On September 18th, 2006, Ms. Liu Kun, a Falun Gong practitioner who was only 57 years old, passed away. She resided in Shenyang City, Liaoning Province. Her death was discussed throughout Hushitai Town and in the Xinchengzi District. A rumour was spread that Ms. Liu died because she refused to go to the hospital for treatment for her illnesses. The following is the real story. The facts reveal who is actually responsible for Ms. Liu's death.
Ms. Liu Kun began to cultivate Falun Gong in 1997 and became very healthy through the practice. All her family members, friends, and neighbours witnessed the positive changes in her.

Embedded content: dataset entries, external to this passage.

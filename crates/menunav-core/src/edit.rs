//! Theme editor: move and resize the focused element with keys or drags.

use crate::focus::{Interactions, TabDirection};
use crate::input::{Key, KeyEvent, Modifiers, MouseEvent};
use crate::interaction::ElementSource;
use crate::settings::NavigationMode;
use kurbo::{Point, Vec2};

/// Pointer movement since the previous event, raw and quantized.
#[derive(Debug, Clone, Copy, PartialEq)]
pub struct DragDelta {
    /// Full pointer delta.
    pub raw: Vec2,
    /// Whole multiples of the drag step.
    pub stepped: Vec2,
}

/// Turns pointer motion into fixed-size steps.
///
/// The anchor only advances by whole steps, so the remainder carries into
/// the next event and slow drags still move the element.
#[derive(Debug, Clone, Copy, PartialEq)]
pub struct DragQuantizer {
    step: f64,
    anchor: Point,
}

impl DragQuantizer {
    pub fn new(step: f64) -> Self {
        Self {
            step,
            anchor: Point::ZERO,
        }
    }

    pub fn step(&self) -> f64 {
        self.step
    }

    pub fn set_step(&mut self, step: f64) {
        self.step = step;
    }

    /// Position the next delta is measured from.
    pub fn anchor(&self) -> Point {
        self.anchor
    }

    /// Restart measuring from `position`.
    pub fn reset(&mut self, position: Point) {
        self.anchor = position;
    }

    /// Measure the pointer at `position`. With `free` set, no quantization
    /// happens and the anchor jumps to the pointer.
    pub fn update(&mut self, position: Point, free: bool) -> DragDelta {
        let raw = position - self.anchor;
        if free || self.step <= 0.0 {
            self.anchor = position;
            let stepped = if free { Vec2::ZERO } else { raw };
            return DragDelta { raw, stepped };
        }
        let stepped = Vec2::new(
            quantize(position.x, self.anchor.x, self.step),
            quantize(position.y, self.anchor.y, self.step),
        );
        self.anchor += stepped;
        DragDelta { raw, stepped }
    }
}

fn quantize(position: f64, anchor: f64, step: f64) -> f64 {
    ((position - anchor) / step).trunc() * step
}

impl<S: ElementSource> Interactions<S> {
    /// Shift the focused element. False if nothing is focused or the step
    /// is zero.
    pub fn move_focused(&mut self, dx: f64, dy: f64) -> bool {
        if dx == 0.0 && dy == 0.0 {
            return false;
        }
        match self.focused_element_mut() {
            Some(element) => {
                element.move_by(dx, dy);
                true
            }
            None => false,
        }
    }

    /// Grow or shrink the focused element.
    pub fn resize_focused(&mut self, dw: f64, dh: f64) -> bool {
        if dw == 0.0 && dh == 0.0 {
            return false;
        }
        match self.focused_element_mut() {
            Some(element) => {
                element.resize_by(dw, dh);
                true
            }
            None => false,
        }
    }

    fn clear_focus_highlight(&mut self) {
        if let Some(position) = self.cursor {
            self.set_focus_highlight(position, false);
        }
    }

    /// Theme editor keys. Tab and unmodified Left/Right walk every
    /// element, Ctrl+arrow moves the focused one by a pixel and Shift+arrow
    /// resizes it (Right and Up grow, Left and Down shrink).
    pub(crate) fn handle_key_edit(&mut self, event: &KeyEvent) -> bool {
        self.clear_focus_highlight();
        let mode = NavigationMode::EditTheme;
        let modifiers = event.modifiers;
        let ctrl = modifiers == Modifiers::ctrl();
        let shift = modifiers == Modifiers::shift();
        match event.key {
            Key::Tab if modifiers.shift => self.advance_tab(TabDirection::Prev, mode),
            Key::Tab => self.advance_tab(TabDirection::Next, mode),
            Key::Up if ctrl => self.move_focused(0.0, -1.0),
            Key::Up if shift => self.resize_focused(0.0, 1.0),
            Key::Down if ctrl => self.move_focused(0.0, 1.0),
            Key::Down if shift => self.resize_focused(0.0, -1.0),
            Key::Right if ctrl => self.move_focused(1.0, 0.0),
            Key::Right if shift => self.resize_focused(1.0, 0.0),
            Key::Right if modifiers.is_empty() => self.advance_tab(TabDirection::Next, mode),
            Key::Left if ctrl => self.move_focused(-1.0, 0.0),
            Key::Left if shift => self.resize_focused(-1.0, 0.0),
            Key::Left if modifiers.is_empty() => self.advance_tab(TabDirection::Prev, mode),
            _ => false,
        }
    }

    /// Theme editor mouse: drag with the left button to move (Shift:
    /// resize) the focused element in steps, add Ctrl for free movement.
    /// Without a button held the pointer picks the focused element.
    pub(crate) fn handle_mouse_edit(&mut self, event: &MouseEvent) -> bool {
        self.clear_focus_highlight();
        let modifiers = event.modifiers;
        let delta = self.drag.update(event.position, modifiers.ctrl);
        self.last_pointer = event.position;

        if !event.left_held {
            return self.on_mouse_move(event.position, NavigationMode::EditTheme);
        }
        if modifiers.alt || modifiers.meta {
            return false;
        }
        match (modifiers.ctrl, modifiers.shift) {
            (false, false) => self.move_focused(delta.stepped.x, delta.stepped.y),
            (true, false) => self.move_focused(delta.raw.x, delta.raw.y),
            (false, true) => self.resize_focused(delta.stepped.x, delta.stepped.y),
            (true, true) => self.resize_focused(delta.raw.x, delta.raw.y),
        }
    }
}
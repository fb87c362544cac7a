//! Directional focus search.
//!
//! Three stages are tried in order and the first one yielding any
//! candidate wins, whatever the distances in later stages:
//!
//! 1. `Direct`: the candidate lies in the requested direction (center to
//!    center) and its span on the perpendicular axis overlaps the source.
//! 2. `HalfPlane`: only the direction test.
//! 3. `WrapAround`: the direction test again, measured from a 1x1 rect
//!    pinned to the opposite screen edge.
//!
//! Within a stage the nearest center wins; on equal distance the earlier
//! candidate is kept.

use crate::geometry::Bounds;
use crate::input::Key;
use serde::{Deserialize, Serialize};

/// Arrow-key direction.
#[derive(Debug, Clone, Copy, PartialEq, Eq, Hash, Serialize, Deserialize)]
pub enum Direction {
    Up,
    Right,
    Down,
    Left,
}

impl Direction {
    /// All directions, clockwise from Up.
    pub const ALL: [Direction; 4] = [
        Direction::Up,
        Direction::Right,
        Direction::Down,
        Direction::Left,
    ];

    pub fn from_key(key: &Key) -> Option<Self> {
        match key {
            Key::Up => Some(Direction::Up),
            Key::Right => Some(Direction::Right),
            Key::Down => Some(Direction::Down),
            Key::Left => Some(Direction::Left),
            _ => None,
        }
    }

    pub fn opposite(self) -> Self {
        match self {
            Direction::Up => Direction::Down,
            Direction::Right => Direction::Left,
            Direction::Down => Direction::Up,
            Direction::Left => Direction::Right,
        }
    }

    fn slot(self) -> usize {
        match self {
            Direction::Up => 0,
            Direction::Right => 1,
            Direction::Down => 2,
            Direction::Left => 3,
        }
    }

    /// Whether `target` lies in this direction from `source`, center to center.
    fn points_at(self, source: &Bounds, target: &Bounds) -> bool {
        let delta = source.center_delta(target);
        match self {
            Direction::Up => delta.y < 0.0,
            Direction::Down => delta.y > 0.0,
            Direction::Left => delta.x < 0.0,
            Direction::Right => delta.x > 0.0,
        }
    }

    /// Whether `target` overlaps `source` on the axis perpendicular to this direction.
    fn in_band(self, source: &Bounds, target: &Bounds) -> bool {
        match self {
            Direction::Up | Direction::Down => source.overlaps_horizontally(target),
            Direction::Left | Direction::Right => source.overlaps_vertically(target),
        }
    }

    /// Synthetic origin for the wrap-around stage: a unit rect on the
    /// screen edge opposite to the direction of travel.
    fn wrap_origin(self, source: &Bounds, render_width: f64, render_height: f64) -> Bounds {
        match self {
            Direction::Up => Bounds::unit_at(source.x(), render_height, source.z),
            Direction::Down => Bounds::unit_at(source.x(), 0.0, source.z),
            Direction::Left => Bounds::unit_at(render_width, source.y(), source.z),
            Direction::Right => Bounds::unit_at(0.0, source.y(), source.z),
        }
    }
}

/// Search stage that produced a candidate. Lower stages always win.
#[derive(Debug, Clone, Copy, PartialEq, Eq, PartialOrd, Ord, Hash, Serialize, Deserialize)]
pub enum NavStage {
    Direct = 1,
    HalfPlane = 2,
    WrapAround = 3,
}

/// Best candidate found for one direction.
#[derive(Debug, Clone, Copy, PartialEq)]
pub struct NavCandidate {
    /// Position in the interaction index.
    pub position: usize,
    /// Center-to-center distance from the (possibly synthetic) origin.
    pub distance: f64,
    pub stage: NavStage,
}

/// Screen extents used for wrap-around.
#[derive(Debug, Clone, Copy, PartialEq)]
pub struct RenderArea {
    pub width: f64,
    pub height: f64,
}

impl RenderArea {
    pub fn new(width: f64, height: f64) -> Self {
        Self { width, height }
    }
}

fn nearest<'a, I>(
    candidates: I,
    origin: &Bounds,
    stage: NavStage,
    accept: impl Fn(&Bounds) -> bool,
) -> Option<NavCandidate>
where
    I: IntoIterator<Item = &'a (usize, Bounds)>,
{
    let mut best: Option<NavCandidate> = None;
    for (position, bounds) in candidates {
        if !accept(bounds) {
            continue;
        }
        let distance = origin.center_delta(bounds).hypot();
        if best.is_none_or(|b| distance < b.distance) {
            best = Some(NavCandidate {
                position: *position,
                distance,
                stage,
            });
        }
    }
    best
}

/// Find the best candidate in `direction` from `source`.
///
/// `candidates` are `(index position, bounds)` pairs already filtered for
/// eligibility, excluding the source element itself.
pub fn find_next(
    direction: Direction,
    source: &Bounds,
    candidates: &[(usize, Bounds)],
    area: RenderArea,
) -> Option<NavCandidate> {
    nearest(candidates, source, NavStage::Direct, |target| {
        direction.points_at(source, target) && direction.in_band(source, target)
    })
    .or_else(|| {
        nearest(candidates, source, NavStage::HalfPlane, |target| {
            direction.points_at(source, target)
        })
    })
    .or_else(|| {
        let origin = direction.wrap_origin(source, area.width, area.height);
        nearest(candidates, &origin, NavStage::WrapAround, |target| {
            direction.points_at(&origin, target)
        })
    })
}

/// Search results for all four directions from one source.
///
/// Composite widgets can use the plan to decide whether a key should move
/// inside them or leave them.
#[derive(Debug, Clone, Copy, Default, PartialEq)]
pub struct DirectionalPlan {
    results: [Option<NavCandidate>; 4],
}

impl DirectionalPlan {
    /// Evaluate every direction.
    pub fn compute(source: &Bounds, candidates: &[(usize, Bounds)], area: RenderArea) -> Self {
        let mut results = [None; 4];
        for direction in Direction::ALL {
            results[direction.slot()] = find_next(direction, source, candidates, area);
        }
        Self { results }
    }

    pub fn get(&self, direction: Direction) -> Option<NavCandidate> {
        self.results[direction.slot()]
    }

    /// The candidate for `direction`, ignoring results that point back at
    /// `current`.
    pub fn target(&self, direction: Direction, current: Option<usize>) -> Option<NavCandidate> {
        self.get(direction)
            .filter(|candidate| Some(candidate.position) != current)
    }
}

Ever since the Chinese Communist Party (CCP) began to persecute Falun Gong on July 20th, 1999, Ms. Liu has been persecuted by the CCP’s various operational departments, the neighbourhood administrative office, and the residential commission. She was forced to fill out all sorts of forms, write reports, have her fingerprints taken, pay fines, and submit her photo. From 2000 to 2002, she was detained in the Longshan Forced Labour Camp and the Masanjia Forced Labour Camp in Liaoning Province. She was brutally tortured for a long time. Her face and entire body swelled up after being forced to sleep on the cement floor for a long time. She couldn’t open her eyes or mouth. Even her nose was engulfed in the swelling and could not be seen. She also became muddleheaded from the abuse. The labour camp feared that she would die there and released her. The local 610 Office1, the political and judiciary committee, the public security department, the local police station, the neighbourhood administrative office, and the residence commission monitored her by sending all sorts of plainclothes police officers to shadow her. On sensitive dates the police went to her home to harass her. They threatened to take her to brainwashing centres or forced-labour camps. In a brainwashing centre, they use all sorts of tactics to force a practitioner to give up his or her belief. Practitioners are not allowed to sleep for a long period of time, are not allowed to go to the toilet for a long time, are beaten, tortured, and verbally abused. Ms. Liu was mentally tormented since she was released from the labour camp in June 2002.
After the 2006 Chinese New Year, six or seven people broke into Ms. Liu’s home without showing any identification or disclosing their names. One of them violently threatened her. Ms. Liu was the only one at home at the time. After that, she often saw people hanging around outside her home and following her. No matter where she went, during the day or in the evening, she was followed.
One evening around 9 p.m. in February 2006, she went out for a walk. A woman in her 40s followed her. She pointed a flashlight in Ms. Liu's face and asked, "It’s late. Why are you going out?" When Ms. Liu went to the bus station in the morning, there were always two people taking turns to shadow her.
Under such intense pressure, Ms. Liu Kun often tripped and fell when she walked and several pairs of her pants were tattered. When she felt tired on a walk, she rested on the roadside and dared not go home. Once her old friend called her and asked her to go shopping in Hushitai. Five groups of people shadowed her. (They probably had monitored her phone). Some of them were wearing police uniforms, some were wearing plainclothes.
The Party not only persecuted Liu Kun physically and mentally, but also financially. Her employer withheld her salary between 2000 and 2005. The CCP’s government staff went to her home and fined her 5,000 yuan2 for no reason and without issuing a receipt. Her financial situation was not very good to begin with and became even worse.
Ms. Liu endured this physical, mental and financial persecution for an extensive period of time, and her health deteriorated. In July 2006, her face and limbs became swollen again, similar to the symptoms she had suffered in the labour camp. The police knocked on her door with all sorts of excuses and peaked at her through her windows. She was under tremendous pressure and her condition worsened.
In August 2006, she couldn’t rise from her bed any more. However, the ones who shadowed her still came in to check on her. She couldn’t even get up to open the door. In her last days, the food she ate and the water she drank all leaked from her nose. The doctor was unable to diagnose her. Medicines and intravenous injections were used to treat her oedema without any improvement.
From a medical point of view, one’s mental state has a great impact on one’s health. When one lives in terror, anxiety, despair, and pain for a long period of time, the mental pressure will cause ageing and illness. Liu Kun’s health deteriorated exactly for this reason.
Jiang Zemin’s regime persecuted Falun Gong and adopted an unscrupulous policy to "ruin their reputations, bankrupt them financially, and destroy them physically." Liu Kun's story is a solid example of this terrible persecution.
As a result of the senseless persecution, Ms. Liu Kun passed away, leaving behind her mother of over 80 years and a young child.
Note
1. "The 610 office" is an agency specifically created to persecute Falun Gong, with absolute power over each level of administration in the Party and all other political and judiciary systems.
2. "Yuan" is the Chinese currency; 500 yuan is equal to the average monthly income of an urban worker in China.